▶ **What is expected**
Your answer should be an exact copy of the data.

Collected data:
== Segment start ==

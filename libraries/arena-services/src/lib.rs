//! Arena Services
//!
//! Session handling, the best-score policy, and display statistics on top of
//! the record store.
//!
//! One store handle is opened at process start and injected into every
//! service; nothing initializes itself lazily.
//!
//! # Example
//!
//! ```rust,no_run
//! use arena_core::NewUser;
//! use arena_services::{Arena, ArenaConfig};
//!
//! # async fn example() -> Result<(), Box<dyn std::error::Error>> {
//! let arena = Arena::open(&ArenaConfig::load("arena.toml")?).await?;
//!
//! arena.sessions.register(NewUser::new("ada@example.com", "Ada", "hunter2")).await?;
//! arena.sessions.login("ada@example.com", "hunter2").await?;
//!
//! arena.scores.submit_for_current_user(&arena.sessions, 120).await?;
//! let summary = arena.stats.summary_for("ada@example.com").await?;
//! println!("rank: {}", summary.rank);
//! # Ok(())
//! # }
//! ```

pub mod config;
pub mod credentials;
pub mod scores;
pub mod session;
pub mod stats;

pub use config::ArenaConfig;
pub use credentials::CredentialHasher;
pub use scores::ScoreService;
pub use session::SessionManager;
pub use stats::StatsAggregator;

use arena_core::Result;
use arena_storage::LocalRecordStore;
use std::sync::Arc;

/// The wired-up service set sharing one store handle
pub struct Arena {
    pub store: LocalRecordStore,
    pub sessions: SessionManager,
    pub scores: ScoreService,
    pub stats: StatsAggregator,
}

impl Arena {
    /// Open the store described by `config` and build every service on it
    pub async fn open(config: &ArenaConfig) -> Result<Self> {
        config.validate()?;

        let store = LocalRecordStore::open(&config.storage.store_options()).await?;
        Self::with_store(store, config).await
    }

    /// Build the services on an already opened store
    pub async fn with_store(store: LocalRecordStore, config: &ArenaConfig) -> Result<Self> {
        let shared = Arc::new(store.clone());
        let hasher = CredentialHasher::new(config.auth.bcrypt_cost)?;

        let sessions = SessionManager::restore(shared.clone(), shared.clone(), hasher).await?;
        let scores = ScoreService::new(shared);
        let stats = StatsAggregator::new(scores.clone(), config.stats.clone());

        Ok(Self {
            store,
            sessions,
            scores,
            stats,
        })
    }
}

== Segment end ==

▶ **Response box**
filename libraries/arena-services/src/lib.rs
//! Arena Services
//!
//! Session handling, the best-score policy, and display statistics on top of
//! the record store.
//!
//! One store handle is opened at process start and injected into every
//! service; nothing initializes itself lazily.
//!
//! # Example
//!
//! ```rust,no_run
//! use arena_core::NewUser;
//! use arena_services::{Arena, ArenaConfig};
//!
//! # async fn example() -> Result<(), Box<dyn std::error::Error>> {
//! let arena = Arena::open(&ArenaConfig::load("arena.toml")?).await?;
//!
//! arena.sessions.register(NewUser::new("ada@example.com", "Ada", "hunter2")).await?;
//! arena.sessions.login("ada@example.com", "hunter2").await?;
//!
//! arena.scores.submit_for_current_user(&arena.sessions, 120).await?;
//! let summary = arena.stats.summary_for("ada@example.com").await?;
//! println!("rank: {}", summary.rank);
//! # Ok(())
//! # }
//! ```

pub mod config;
pub mod credentials;
pub mod scores;
pub mod session;
pub mod stats;

pub use config::ArenaConfig;
pub use credentials::CredentialHasher;
pub use scores::ScoreService;
pub use session::SessionManager;
pub use stats::StatsAggregator;

use arena_core::Result;
use arena_storage::LocalRecordStore;
use std::sync::Arc;

/// The wired-up service set sharing one store handle
pub struct Arena {
    pub store: LocalRecordStore,
    pub sessions: SessionManager,
    pub scores: ScoreService,
    pub stats: StatsAggregator,
}

impl Arena {
    /// Open the store described by `config` and build every service on it
    pub async fn open(config: &ArenaConfig) -> Result<Self> {
        config.validate()?;

        let store = LocalRecordStore::open(&config.storage.store_options()).await?;
        Self::with_store(store, config).await
    }

    /// Build the services on an already opened store
    pub async fn with_store(store: LocalRecordStore, config: &ArenaConfig) -> Result<Self> {
        let shared = Arc::new(store.clone());
        let hasher = CredentialHasher::new(config.auth.bcrypt_cost)?;

        let sessions = SessionManager::restore(shared.clone(), shared.clone(), hasher).await?;
        let scores = ScoreService::new(shared);
        let stats = StatsAggregator::new(scores.clone(), config.stats.clone());

        Ok(Self {
            store,
            sessions,
            scores,
            stats,
        })
    }
}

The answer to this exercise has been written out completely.